By Abbey Silverman

In 2007 a sixth grader, Kayleb Moon-Robinson, who was diagnosed with autism, was arrested and charged with disorderly conduct and felony assault.[1]  Kayleb was first charged with disorderly conduct after a school police officer confronted him about his loud behavior, and Kayleb reacted by kicking a trashcan in the hallway.[2]  Due to this reaction, the school implemented a new rule that required Kayleb to wait in his classroom each day until all the other students left, and then he would be escorted to his new classroom.  A few weeks after this new rule was implemented, Kayleb decided to get up and leave the classroom with his fellow classmates.  The police officer attempted to grab Kayleb and take him to the principal’s office but subsequently Kayleb pushed him.  As a result, Kayleb was immediately shoved down to the ground and, despite crying out in pain, was handcuffed and arrested.  Months after this incident occurred, the court found that Kayleb was guilty of all felony charges.[3]

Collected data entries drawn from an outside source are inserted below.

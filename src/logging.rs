use tracing_subscriber::EnvFilter;

use crate::foundation::error::{GifkeyError, GifkeyResult};

/// Output format of the stderr log stream.
#[derive(Clone, Copy, Debug, Default, PartialEq, Eq, clap::ValueEnum)]
pub enum LogFormat {
    /// Standard single-line output.
    #[default]
    Default,
    /// Abbreviated single-line output.
    Compact,
    /// Multi-line, human-friendly output.
    Pretty,
}

/// Map a `-v` repeat count onto a filter directive.
pub fn level_for_verbosity(verbose: u8) -> &'static str {
    match verbose {
        0 => "warn",
        1 => "info",
        2 => "debug",
        _ => "trace",
    }
}

/// Filter from `RUST_LOG` when it is set and valid, otherwise from `level`.
pub fn build_filter(level: &str) -> GifkeyResult<EnvFilter> {
    EnvFilter::try_from_default_env()
        .or_else(|_| EnvFilter::try_new(level))
        .map_err(|e| GifkeyError::validation(format!("invalid log filter: {e}")))
}

/// Install the global `tracing` subscriber, writing to stderr.
///
/// `RUST_LOG` takes precedence over `level` when it is set.
pub fn init(level: &str, format: LogFormat) -> GifkeyResult<()> {
    let filter = build_filter(level)?;

    let builder = tracing_subscriber::fmt()
        .with_writer(std::io::stderr)
        .with_env_filter(filter);

    let res = match format {
        LogFormat::Default => builder.try_init(),
        LogFormat::Compact => builder.compact().try_init(),
        LogFormat::Pretty => builder.pretty().try_init(),
    };
    res.map_err(|e| GifkeyError::Other(anyhow::anyhow!("failed to init logger: {e}")))
}

#[cfg(test)]
#[path = "../tests/unit/logging.rs"]
mod tests;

This instance is not a rare occurrence in special education classrooms across the nation.  By failing to rehabilitate or work with individual student needs, these atrocious results, both in and out of special education classrooms, have increased at a considerable rate.[4]  This rise in discipline is not only affecting individual students, but it is further exacerbating the school-to-prison pipeline, due to the interference of law enforcement in schools.[5]  Specifically, such discipline allows our school and societal policies to push children out of the classroom and into the juvenile and criminal justice system.[6]  Despite the increase in awareness and protections implemented in the disability community as whole, special education has not been able to keep up.[7]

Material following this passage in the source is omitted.